→ **What is needed**
The expected output is exactly the lines below, starting at the line with "self.baseline.write().await.take();" and ending at the line with "use crate::agent::Agent;", both included; no other line belongs in it.

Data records
-*-

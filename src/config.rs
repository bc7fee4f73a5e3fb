use anyhow::Context;

#[derive(Debug, Clone)]
pub struct Config {
    pub database_url: String,
    pub max_connections: u32,
    pub fetch_concurrency: usize,
    pub baseline_tables: usize,
}

impl Default for Config {
    fn default() -> Self {
        Self {
            database_url: String::new(),
            max_connections: 5,
            fetch_concurrency: 8,
            baseline_tables: 4,
        }
    }
}

impl Config {
    /// Reads the process environment (after `.env`, if present).
    pub fn from_env() -> anyhow::Result<Self> {
        let defaults = Config::default();
        let database_url = std::env::var("DATABASE_URL")
            .context("DATABASE_URL must be set to the results Postgres instance")?;

        Ok(Self {
            database_url,
            max_connections: parse_var("RESULTS_MAX_CONNECTIONS", defaults.max_connections)?,
            fetch_concurrency: parse_var("RESULTS_FETCH_CONCURRENCY", defaults.fetch_concurrency)?
                .max(1),
            baseline_tables: parse_var("RESULTS_BASELINE_TABLES", defaults.baseline_tables)?
                .max(1),
        })
    }
}

fn parse_var<T>(name: &str, default: T) -> anyhow::Result<T>
where
    T: std::str::FromStr,
    T::Err: std::error::Error + Send + Sync + 'static,
{
    match std::env::var(name) {
        Ok(raw) => raw
            .trim()
            .parse()
            .with_context(|| format!("{name} must be a number, got `{raw}`")),
        Err(_) => Ok(default),
    }
}

#[cfg(test)]
mod tests {
    use super::*;

    #[test]
    fn unset_variables_fall_back_to_defaults() {
        let value: usize = parse_var("RESULTS_TEST_UNSET_VARIABLE", 7).unwrap();
        assert_eq!(value, 7);
    }
}
use std::collections::{BTreeSet, HashMap};
use std::future::Future;
use std::sync::Arc;

use tokio::sync::{RwLock, Semaphore};
use tokio::task::JoinSet;
use tracing::{debug, info, warn};

use crate::aggregate;
use crate::cohort;
use crate::config::Config;
use crate::course::{self, Baseline};
use crate::error::ResultsError;
use crate::models::{CohortEntry, CourseCode, CourseSummary, StudentId, StudentRecord, TableRef};
use crate::store::RecordStore;

#[derive(Debug, Clone)]
pub struct CohortReport {
    pub ranked: Vec<CohortEntry>,
    pub students: Vec<StudentRecord>,
    /// Ids with no results in any table.
    pub missing: Vec<StudentId>,
    /// Ids whose lookup failed for another reason, with that reason.
    pub failed: Vec<(StudentId, String)>,
}

/// Fetches raw results concurrently and hands them to the pure aggregation
/// code. Owns the session's memoized overall-average baseline.
pub struct ResultsService<S> {
    store: Arc<S>,
    config: Config,
    permits: Arc<Semaphore>,
    baseline: Arc<RwLock<Option<Baseline>>>,
}

impl<S> Clone for ResultsService<S> {
    fn clone(&self) -> Self {
        Self {
            store: Arc::clone(&self.store),
            config: self.config.clone(),
            permits: Arc::clone(&self.permits),
            baseline: Arc::clone(&self.baseline),
        }
    }
}

impl<S: RecordStore> ResultsService<S> {
    pub fn new(store: S, config: Config) -> Self {
        let permits = Arc::new(Semaphore::new(config.fetch_concurrency.max(1)));
        Self {
            store: Arc::new(store),
            config,
            permits,
            baseline: Arc::new(RwLock::new(None)),
        }
    }

    /// Runs one fetch per table, bounded by the configured concurrency, and
    /// joins the results by table name. Failed tables are logged and left out.
    async fn fan_out<T, F, Fut>(&self, tables: &[TableRef], fetch: F) -> HashMap<String, T>
    where
        T: Send + 'static,
        F: Fn(Arc<S>, TableRef) -> Fut,
        Fut: Future<Output = anyhow::Result<T>> + Send + 'static,
    {
        let mut tasks = JoinSet::new();
        for table in tables {
            let permits = Arc::clone(&self.permits);
            let pending = fetch(Arc::clone(&self.store), table.clone());
            let table = table.clone();
            tasks.spawn(async move {
                let _permit = permits.acquire_owned().await;
                (table, pending.await)
            });
        }

        let mut fetched = HashMap::with_capacity(tables.len());
        while let Some(joined) = tasks.join_next().await {
            match joined {
                Ok((table, Ok(value))) => {
                    fetched.insert(table.name, value);
                }
                Ok((table, Err(err))) => {
                    warn!(table = %table.name, error = %format!("{err:#}"), "fetch failed; table excluded");
                }
                Err(err) => warn!(error = %err, "fetch task did not complete"),
            }
        }
        fetched
    }

    #[tracing::instrument(skip(self))]
    pub async fn student(&self, raw_id: &str) -> Result<StudentRecord, ResultsError> {
        let id: StudentId = raw_id.parse()?;
        self.student_by_id(&id).await
    }

    async fn student_by_id(&self, id: &StudentId) -> Result<StudentRecord, ResultsError> {
        let tables = self.store.list_tables().await?;
        debug!(student = %id, tables = tables.len(), "fetching student rows");

        let mut fetched = self
            .fan_out(&tables, |store, table| {
                let id = id.clone();
                async move { store.fetch_student_rows(&table, &id).await }
            })
            .await;

        let rows: Vec<_> = tables
            .iter()
            .filter_map(|table| fetched.remove(&table.name))
            .flatten()
            .collect();

        let name = match self.store.fetch_student_name(id).await {
            Ok(name) => name,
            Err(err) => {
                warn!(student = %id, error = %format!("{err:#}"), "name lookup failed");
                None
            }
        };

        let record = aggregate::build_student_record(id, name, &rows)?;
        info!(student = %id, rows = rows.len(), cgpa = record.overall_cgpa, "student aggregated");
        Ok(record)
    }

    /// Aggregates every distinct id concurrently and ranks those that were
    /// found. All ids are validated before anything is fetched.
    #[tracing::instrument(skip(self, raw_ids), fields(students = raw_ids.len()))]
    pub async fn cohort(&self, raw_ids: &[String]) -> Result<CohortReport, ResultsError> {
        let ids = raw_ids
            .iter()
            .map(|raw| raw.parse::<StudentId>())
            .collect::<Result<BTreeSet<_>, _>>()?;

        let mut tasks = JoinSet::new();
        for id in &ids {
            let service = self.clone();
            let id = id.clone();
            tasks.spawn(async move {
                let result = service.student_by_id(&id).await;
                (id, result)
            });
        }

        let mut pending = ids;
        let mut students = Vec::new();
        let mut missing = Vec::new();
        let mut failed = Vec::new();
        while let Some(joined) = tasks.join_next().await {
            match joined {
                Ok((id, result)) => {
                    pending.remove(&id);
                    match result {
                        Ok(record) => students.push(record),
                        Err(ResultsError::StudentNotFound(_)) => {
                            debug!(student = %id, "no results; left out of cohort");
                            missing.push(id);
                        }
                        Err(err) => {
                            warn!(student = %id, error = %err, "lookup failed; left out of cohort");
                            failed.push((id, err.to_string()));
                        }
                    }
                }
                Err(err) => warn!(error = %err, "student task did not complete"),
            }
        }
        failed.extend(
            pending
                .into_iter()
                .map(|id| (id, "lookup task did not complete".to_string())),
        );

        students.sort_by(|a, b| a.id.cmp(&b.id));
        missing.sort();
        failed.sort();
        let ranked = cohort::rank_students(&students);
        Ok(CohortReport {
            ranked,
            students,
            missing,
            failed,
        })
    }

    #[tracing::instrument(skip(self))]
    pub async fn course(&self, raw_code: &str) -> Result<CourseSummary, ResultsError> {
        let code: CourseCode = raw_code.parse()?;
        let tables = course::tables_for_course(&self.store.list_tables().await?, &code);

        let mut fetched = self
            .fan_out(&tables, move |store, table| async move {
                store.fetch_course_grades(&table, &code).await
            })
            .await;

        let sittings: Vec<_> = tables
            .into_iter()
            .filter_map(|table| fetched.remove(&table.name).map(|cells| (table, cells)))
            .collect();

        course::summarize_course(code, &sittings)
    }

    /// Overall average grade point, computed on first use and then reused
    /// until [`Self::invalidate_baseline`] is called.
    pub async fn baseline(&self) -> Result<Baseline, ResultsError> {
        if let Some(cached) = self.baseline.read().await.as_ref() {
            return Ok(cached.clone());
        }

        let mut slot = self.baseline.write().await;
        if let Some(cached) = slot.as_ref() {
            return Ok(cached.clone());
        }

        let tables =
            course::baseline_tables(&self.store.list_tables().await?, self.config.baseline_tables);
        let mut fetched = self
            .fan_out(&tables, |store, table| async move {
                store.fetch_all_grades(&table).await
            })
            .await;
        let samples: Vec<_> = tables
            .into_iter()
            .filter_map(|table| fetched.remove(&table.name).map(|cells| (table, cells)))
            .collect();

        let baseline = course::compute_baseline(&samples);
        info!(
            tables = baseline.tables.len(),
            graded = baseline.graded,
            mean = baseline.mean_grade_point,
            "baseline computed"
        );
        *slot = Some(baseline.clone());
        Ok(baseline)
    }

    pub async fn invalidate_baseline(&self) {
        self.baseline.write().await.take();
    }
}
//! Academic result aggregation: per-semester GPA, running CGPA and YGPA,
//! improvement-sitting reconciliation, what-if recomputation, cohort ranking
//! and course-level summaries over a catalog of published result tables.

pub mod aggregate;
pub mod cohort;
pub mod config;
pub mod course;
pub mod db;
pub mod error;
pub mod grades;
pub mod models;
pub mod report;
pub mod service;
pub mod store;
pub mod whatif;
use std::pin::Pin;
use std::sync::Arc;

use ensemble_model::{
    ChatMessage, Completion, CompletionProvider, CompletionRequest,
    ProviderError, ToolChoice,
};
use tracing::Instrument;

use crate::agent::Agent;
use crate::context::Context;
use crate::tool::object::schema_of;

type FetchResult = Result<Completion, Box<dyn ProviderError>>;
type BoxedFetchFuture = Pin<Box<dyn Future<Output = FetchResult> + Send>>;
type HandlerFn =
    Arc<dyn Fn(CompletionRequest) -> BoxedFetchFuture + Send + Sync>;

/// A wrapper around a completion provider that maintains an execution
/// environment for the provider and provides a type-erased interface
/// for the other modules.
///
/// This layer does not retry: transport and engine errors propagate to
/// the caller boxed, and the run they belong to is over.
#[derive(Clone)]
pub struct CompletionClient {
    handler_fn: HandlerFn,
}

impl CompletionClient {
    /// Creates a client wrapping the given provider.
    #[inline]
    pub fn new<P: CompletionProvider + 'static>(provider: P) -> Self {
        // We have to erase the type `P`, since `CompletionClient`
        // doesn't have a generic parameter and we don't want it either.
        let handler_fn: HandlerFn = Arc::new(move |req| {
            let fut = provider.complete(&req);
            Box::pin(
                async move {
                    trace!("sending a request: {req:?}");
                    match fut.await {
                        Ok(completion) => Ok(completion),
                        Err(err) => {
                            error!("completion request failed: {err:?}");
                            Err(Box::new(err) as Box<dyn ProviderError>)
                        }
                    }
                }
                .instrument(trace_span!("completion request")),
            )
        });
        Self { handler_fn }
    }

    /// Submits the agent's instructions plus the full prior history to
    /// the completion engine, returning one assistant message annotated
    /// with the agent's name, plus its usage.
    pub async fn fetch_response(
        &self,
        agent: &Agent,
        history: &[ChatMessage],
        ctx: &Context,
    ) -> FetchResult {
        let request = build_request(agent, history, ctx);
        let completion = (self.handler_fn)(request).await?;
        let message = completion.message.with_sender(agent.name());
        Ok(Completion {
            message,
            usage: completion.usage,
        })
    }
}

fn build_request(
    agent: &Agent,
    history: &[ChatMessage],
    ctx: &Context,
) -> CompletionRequest {
    let instructions = agent.instructions().effective(ctx);
    let mut messages = Vec::with_capacity(history.len() + 1);
    messages.push(ChatMessage::system(instructions.into_owned()));
    messages.extend_from_slice(history);

    let tools: Vec<_> = agent
        .tools()
        .iter()
        .map(|tool| schema_of(tool.as_ref()))
        .collect();
    // Without tools there is nothing to constrain, so no tool-choice
    // directive and no parallel flag are sent.
    let (tool_choice, parallel_tool_calls) = if tools.is_empty() {
        (None, None)
    } else {
        (
            Some(agent.tool_choice().unwrap_or(ToolChoice::Auto)),
            (!agent.parallel_tool_calls()).then_some(false),
        )
    };

    CompletionRequest {
        model: agent.model().to_owned(),
        messages,
        tools,
        tool_choice,
        parallel_tool_calls,
    }
}

#[cfg(test)]
mod tests {
    use ensemble_model::Role;
    use serde_json::{Value, json};

    use super::*;
    use crate::agent::AgentBuilder;
    use crate::tool::{FunctionTool, ParamKind, Parameter, ToolOutcome};
    use ensemble_test_model::{PresetResponse, TestProvider};

    fn lookup_tool() -> FunctionTool {
        FunctionTool::new(
            "lookup",
            "Looks up a record",
            &[Parameter::new("key", ParamKind::String)],
            |_args, _ctx| Ok(ToolOutcome::text("found")),
        )
    }

    #[test]
    fn test_build_request_without_tools() {
        let agent = AgentBuilder::new("Plain")
            .with_model("test-model")
            .with_instructions("Be brief.")
            .build();
        let history = [ChatMessage::user("Hi")];

        let request = build_request(&agent, &history, &Context::new());

        assert_eq!(request.model, "test-model");
        assert_eq!(request.messages.len(), 2);
        assert_eq!(request.messages[0].role, Role::System);
        assert_eq!(request.messages[0].content, "Be brief.");
        assert!(request.tools.is_empty());
        assert_eq!(request.tool_choice, None);
        assert_eq!(request.parallel_tool_calls, None);
    }

    #[test]
    fn test_build_request_with_tools() {
        let agent = AgentBuilder::new("Tooled")
            .with_function(lookup_tool())
            .with_parallel_tool_calls(false)
            .build();

        let request = build_request(&agent, &[], &Context::new());

        assert_eq!(request.tools.len(), 1);
        assert_eq!(request.tools[0].name, "lookup");
        assert_eq!(
            request.tools[0].parameters["properties"]["key"],
            json!({ "type": "string" })
        );
        assert_eq!(request.tool_choice, Some(ToolChoice::Auto));
        assert_eq!(request.parallel_tool_calls, Some(false));
    }

    #[test]
    fn test_dynamic_instructions_are_recomputed() {
        let agent = AgentBuilder::new("Dyn")
            .with_dynamic_instructions(|ctx| {
                format!(
                    "Stage: {}",
                    ctx.get("stage").cloned().unwrap_or(Value::Null)
                )
            })
            .build();

        let mut ctx = Context::new();
        ctx.insert("stage", "intake");
        let request = build_request(&agent, &[], &ctx);
        assert_eq!(request.messages[0].content, "Stage: \"intake\"");
    }

    #[tokio::test]
    async fn test_fetch_response_annotates_sender() {
        let mut provider = TestProvider::default();
        provider.add_response(PresetResponse::text("Hello!"));

        let client = CompletionClient::new(provider);
        let agent = AgentBuilder::new("Greeter").build();
        let completion = client
            .fetch_response(&agent, &[ChatMessage::user("Hi")], &Context::new())
            .await
            .unwrap();

        assert_eq!(completion.message.sender.as_deref(), Some("Greeter"));
        assert_eq!(completion.message.content, "Hello!");
    }

    #[tokio::test]
    async fn test_transport_errors_propagate() {
        // An empty script fails every request.
        let provider = TestProvider::default();
        let client = CompletionClient::new(provider);
        let agent = AgentBuilder::new("Greeter").build();

        let result = client
            .fetch_response(&agent, &[], &Context::new())
            .await;
        assert!(result.is_err());
    }
}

-*-

→ **Worked solution**
        self.baseline.write().await.take();
    }
}
//! Academic result aggregation: per-semester GPA, running CGPA and YGPA,
//! improvement-sitting reconciliation, what-if recomputation, cohort ranking
//! and course-level summaries over a catalog of published result tables.

pub mod aggregate;
pub mod cohort;
pub mod config;
pub mod course;
pub mod db;
pub mod error;
pub mod grades;
pub mod models;
pub mod report;
pub mod service;
pub mod store;
pub mod whatif;
use std::pin::Pin;
use std::sync::Arc;

use ensemble_model::{
    ChatMessage, Completion, CompletionProvider, CompletionRequest,
    ProviderError, ToolChoice,
};
use tracing::Instrument;

use crate::agent::Agent;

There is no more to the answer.